Ceci n'est pas un poème. Un poème, c'est beau et bien agencé. Ça, c'est au mieux une expectoration.
Sont-ce encore ma Rue, mon Quartier, ma Ville ?
Les dernières Gauloises s'éteignent, le gandin prolifère.
Le bar-tabac n'est plus enfumé ni ronflant,
Il n'est même plus kabyle.
Le primeur a fermé. Les primeurs ont fermé.
Les fripiers pullulent ; la bourgeoise est ravie.
Mes voisins ne raclent plus les "R", ils font traîner les syllabes.
Il paraît que c'est ça, maintenant, l'accent parisien : parler avec son tarin
Et puis faire des manières.
Jussieu a fait des petits : à Cardinal, l'Hôtel Lebrun
N'est plus le seul particulier du coin.
Il y a désormais l'étron P.A.P.
Une belle bouse de verre et d'acier.
Moderne et dynamique.
-- Eh, qui a dit que Paris était une ville musée ?
Sont-ce encore ma Rue, mon Quartier, ma Ville ?
L'autre jour, un touriste m'a pris en photo.
En loucedé, comme ça, sans prévenir.
Sans même porter l'appareil à son l'oeil.
Il est passé devant moi, le Kodak au nombril.
Clic-clac.
Faut croire que j'ai une gueule folklorique.
Sont-ce encore ma Rue, mon Quartier, ma Ville ?
Mes amis partent
Ou partiront.
Je n'ai pas fait médecine, ni HEC ;
Je partirai donc aussi
Chassé par des Russes, des Saoudiens, des Chinois.
Ils vivront chez moi deux jours par an
Pour une escale d'avion
Ou pour montrer à leurs chiards la ville de Balzac et Hugo,
Leur raconter qu'entre ces murs
Vécurent des misérables
Jadis.
Il n'y a plus guère de poulbots.
Il n'y a plus guère de gavroches.
Il n'y a plus guère d'apaches.
Il n'y a plus guère de mannezingues.
Il n'y a plus guère de camelots.
Il n'y a plus guère de bougnats.
Il n'y a plus guère d'argot.
Il n'y a guère plus que quelques personnages, çà et là,
Quelques éclats faubouriens, quelques enseignes trompe-la-mort,
Quelques bonshommes et quelques pierres
Qui agonisent sur le pavé,
Lentement,
Un morose sourire aux lèvres.
Il n'y a plus qu'une coque sublime
Et d'anachroniques clandestins.
Heureux qui comme Rigault est mort avec sa cause.

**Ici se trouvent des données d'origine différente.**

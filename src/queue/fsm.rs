// Finite state machine for the queue lifecycle
use super::broadcaster::{Broadcaster, SubscriberId, Subscription};
use super::click_gate::ClickGate;
use super::error::{ControllerError, ControllerResult};
use super::types::{ClickTarget, ControllerSnapshot, QueueState};
use crate::input::InputExecutor;
use chrono::Utc;
use tokio::sync::{mpsc, watch};
use tokio::task::JoinHandle;
use tokio::time::{Duration, sleep};

pub const EVENT_AUTO_ACCEPT_CLICKED: &str = "auto_accept:clicked";
pub const EVENT_TIMEOUT_DISARMED: &str = "timeout:auto_accept_disabled";
pub const EVENT_RESET: &str = "reset";

/// Owns the canonical queue state. Every mutation goes through the methods
/// here; each effective transition publishes exactly one snapshot.
pub struct StateMachine<E: InputExecutor> {
    snapshot: ControllerSnapshot,
    gate: ClickGate<E>,
    broadcaster: Broadcaster,
    snapshot_tx: watch::Sender<ControllerSnapshot>,
    stop_after_match_found_s: f64,
    // Disarm timer: only a firing carrying the current generation counts
    timer_generation: u64,
    pending_timer: Option<JoinHandle<()>>,
    timer_tx: mpsc::Sender<u64>,
}

impl<E: InputExecutor> StateMachine<E> {
    pub fn new(
        gate: ClickGate<E>,
        auto_accept_enabled: bool,
        stop_after_match_found_s: f64,
        timer_tx: mpsc::Sender<u64>,
    ) -> (Self, watch::Receiver<ControllerSnapshot>) {
        let snapshot = ControllerSnapshot::initial(auto_accept_enabled);
        let (snapshot_tx, snapshot_rx) = watch::channel(snapshot.clone());
        let fsm = Self {
            snapshot,
            gate,
            broadcaster: Broadcaster::new(),
            snapshot_tx,
            stop_after_match_found_s,
            timer_generation: 0,
            pending_timer: None,
            timer_tx,
        };
        (fsm, snapshot_rx)
    }

    pub fn state(&self) -> QueueState {
        self.snapshot.queue_state
    }

    pub fn snapshot(&self) -> ControllerSnapshot {
        self.snapshot.clone()
    }

    pub fn gate(&self) -> &ClickGate<E> {
        &self.gate
    }

    pub fn has_pending_timer(&self) -> bool {
        self.pending_timer.is_some()
    }

    pub fn subscribe(&mut self) -> Subscription {
        self.broadcaster.subscribe()
    }

    pub fn unsubscribe(&mut self, id: SubscriberId) -> bool {
        self.broadcaster.unsubscribe(id)
    }

    pub fn subscriber_count(&self) -> usize {
        self.broadcaster.len()
    }

    /// Swap click settings and timeout policy. Queue state and any armed
    /// timer are left alone.
    pub fn apply_settings(&mut self, gate: ClickGate<E>, stop_after_match_found_s: f64) {
        self.gate = gate;
        self.stop_after_match_found_s = stop_after_match_found_s;
    }

    fn publish(&mut self) {
        let snapshot = self.snapshot.clone();
        self.broadcaster.publish(&snapshot);
        self.snapshot_tx.send_replace(snapshot);
    }

    fn transition(&mut self, new_state: QueueState, event: impl Into<String>) {
        let event = event.into();
        log::info!(
            "🎮 Queue state: {} -> {} ({})",
            self.snapshot.queue_state,
            new_state,
            event
        );
        let now = Utc::now();
        self.snapshot.queue_state = new_state;
        self.snapshot.last_event = Some(event);
        self.snapshot.last_state_change_at = Some(now);
        if new_state == QueueState::MatchFound {
            self.snapshot.last_match_found_at = Some(now);
        }
        self.publish();
    }

    /// Manual "Find Match": valid from idle, or from accepted to begin a new cycle
    pub fn start_queue(&mut self) -> ControllerResult<ControllerSnapshot> {
        match self.state() {
            QueueState::Idle | QueueState::Accepted => {
                self.gate.request_click(ClickTarget::Queue);
                self.transition(QueueState::Searching, state_changed(QueueState::Searching));
                Ok(self.snapshot())
            }
            QueueState::Searching => Ok(self.snapshot()),
            state => Err(ControllerError::InvalidTransition {
                command: "start queue",
                state,
            }),
        }
    }

    /// Manual "Cancel Search": valid only while searching
    pub fn stop_queue(&mut self) -> ControllerResult<ControllerSnapshot> {
        match self.state() {
            QueueState::Searching => {
                self.gate.request_click(ClickTarget::Queue);
                self.transition(QueueState::Idle, state_changed(QueueState::Idle));
                Ok(self.snapshot())
            }
            QueueState::Idle => Ok(self.snapshot()),
            state => Err(ControllerError::InvalidTransition {
                command: "stop queue",
                state,
            }),
        }
    }

    /// External restart: back to idle without clicking anything
    pub fn reset(&mut self) -> ControllerSnapshot {
        self.cancel_timer();
        if self.state() != QueueState::Idle {
            self.transition(QueueState::Idle, EVENT_RESET);
        }
        self.snapshot()
    }

    /// Only affects future detections; armed timers and dispatched clicks stand
    pub fn set_auto_accept(&mut self, enabled: bool) -> ControllerSnapshot {
        log::info!("Auto-accept {}", if enabled { "enabled" } else { "disabled" });
        self.snapshot.auto_accept_enabled = enabled;
        self.publish();
        self.snapshot()
    }

    /// Apply a state reported by the detection loop
    pub fn on_observed(&mut self, observed: QueueState) {
        match observed {
            QueueState::MatchFound => self.enter_match_found(),
            _ if observed == self.state() => {}
            _ if self.state() == QueueState::Accepted => {
                log::debug!("Ignoring observed {} after accepting", observed);
            }
            _ => self.transition(observed, state_changed(observed)),
        }
    }

    // Re-entering match_found always re-runs the side effects: it means
    // "still waiting to accept", so the click is retried or the timer re-armed.
    fn enter_match_found(&mut self) {
        self.transition(QueueState::MatchFound, state_changed(QueueState::MatchFound));
        if self.snapshot.auto_accept_enabled {
            self.gate.request_click(ClickTarget::Accept);
            self.transition(QueueState::Accepted, EVENT_AUTO_ACCEPT_CLICKED);
        } else {
            self.arm_timer();
        }
    }

    fn arm_timer(&mut self) {
        self.cancel_timer();
        if self.stop_after_match_found_s <= 0.0 {
            return;
        }
        let Ok(delay) = Duration::try_from_secs_f64(self.stop_after_match_found_s) else {
            log::warn!(
                "⚠️ Disarm timeout {}s is out of range; timer not armed",
                self.stop_after_match_found_s
            );
            return;
        };
        self.timer_generation += 1;
        let generation = self.timer_generation;
        let timer_tx = self.timer_tx.clone();
        log::debug!("⏱️ Disarm timer #{} armed for {:?}", generation, delay);
        self.pending_timer = Some(tokio::spawn(async move {
            sleep(delay).await;
            let _ = timer_tx.send(generation).await;
        }));
    }

    fn cancel_timer(&mut self) {
        if let Some(timer) = self.pending_timer.take() {
            timer.abort();
            // Also invalidates a firing that was already queued before the abort
            self.timer_generation += 1;
            log::debug!("⏱️ Pending disarm timer cancelled");
        }
    }

    /// Disarm-timeout firing. The state is re-checked because commands or
    /// detections may have moved on while the timer slept.
    pub fn on_timeout(&mut self, generation: u64) {
        if generation != self.timer_generation {
            log::debug!("⏱️ Ignoring superseded disarm timer #{}", generation);
            return;
        }
        self.pending_timer = None;
        if self.state() != QueueState::MatchFound {
            log::debug!("⏱️ Disarm timer fired in {}; nothing to do", self.state());
            return;
        }
        log::warn!("⚠️ Match was not accepted in time; disabling auto-accept");
        self.snapshot.auto_accept_enabled = false;
        self.transition(QueueState::Idle, EVENT_TIMEOUT_DISARMED);
    }

    pub fn shutdown(&mut self) {
        self.cancel_timer();
    }
}

fn state_changed(state: QueueState) -> String {
    format!("state_changed:{}", state)
}
// Process logging setup (env_logger behind the `log` facade)
use crate::config::AppConfig;
use env_logger::{Builder, Env, Target};
use std::fs::OpenOptions;
use std::io::Write;

/// Level comes from the config unless `RUST_LOG` is set; `--debug` forces debug.
/// With `log_file` set, output is appended to that file instead of stderr.
pub fn init_logging(config: &AppConfig, debug: bool) -> std::io::Result<()> {
    let default_level = if debug { "debug" } else { config.log_level.as_str() };
    let mut builder = Builder::from_env(Env::default().default_filter_or(default_level));
    if debug {
        builder.filter_level(log::LevelFilter::Debug);
    }

    builder.format(|buf, record| {
        writeln!(
            buf,
            "[{}] {} {}: {}",
            buf.timestamp_millis(),
            record.level(),
            record.target(),
            record.args()
        )
    });

    if let Some(path) = &config.log_file {
        let file = OpenOptions::new().create(true).append(true).open(path)?;
        builder.target(Target::Pipe(Box::new(file)));
    }

    // A second init (e.g. tests) keeps the first logger
    let _ = builder.try_init();
    Ok(())
}
// Wires probe, executor, controller and control API together for one process run
use crate::args::Args;
use crate::config::AppConfig;
use crate::input::{DryRunExecutor, InputExecutor};
use crate::probe::{FileFrameSource, PixelProbe};
use crate::queue::Controller;
use crate::server::{self, ApiState, ServerResult};
use std::path::PathBuf;
use std::sync::Arc;

#[cfg(feature = "desktop-input")]
pub async fn run(args: &Args, config: AppConfig, config_path: PathBuf) -> ServerResult<()> {
    if args.dry_run {
        return serve(Arc::new(DryRunExecutor::new()), config, config_path).await;
    }
    log::info!("🖱️ Clicking through the desktop input backend");
    serve(
        Arc::new(crate::input::EnigoExecutor::new()),
        config,
        config_path,
    )
    .await
}

#[cfg(not(feature = "desktop-input"))]
pub async fn run(args: &Args, config: AppConfig, config_path: PathBuf) -> ServerResult<()> {
    if !args.dry_run {
        log::warn!("⚠️ Built without `desktop-input`; clicks will only be logged");
    }
    serve(Arc::new(DryRunExecutor::new()), config, config_path).await
}

/// Runs until Ctrl-C, then stops the controller (detection and timers included)
pub async fn serve<E: InputExecutor>(
    executor: Arc<E>,
    config: AppConfig,
    config_path: PathBuf,
) -> ServerResult<()> {
    let listener = server::bind_listener(&config).await?;

    let source = FileFrameSource::new(&config.capture_path);
    log::info!("📸 Reading frames from {}", source.path().display());
    let probe = Arc::new(PixelProbe::new(source));
    let (controller, controller_task) =
        Controller::spawn(probe, executor, config.controller_settings());

    let state = ApiState::new(controller.clone(), config, config_path);
    let result = server::start_http_server(listener, state, shutdown_signal()).await;

    controller.shutdown().await;
    if let Err(e) = controller_task.await {
        log::error!("❌ Controller task ended abnormally: {}", e);
    }
    result
}

async fn shutdown_signal() {
    match tokio::signal::ctrl_c().await {
        Ok(()) => log::info!("🛑 Ctrl-C received, shutting down"),
        Err(e) => log::error!("❌ Failed to listen for Ctrl-C: {}", e),
    }
}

A l'angle de Gay-Lussac et de Royer-Collard
Son fantôme plane toujours.
Raoul, vois-tu comme il est triste de survivre à ce qu'on aime !
Comme il est navrant de chérir ce qu'on n'a point connu...
Et pourtant il faut vivre
Le cœur gonflé de haine.
Sont-ce encore ma Rue, mon Quartier, ma Ville ?
Il est trois heures du matin, Paris n'est point éveillé.
Paris ne s'éveillera plus.
Il a une balle de sergot fichée au fond du crâne.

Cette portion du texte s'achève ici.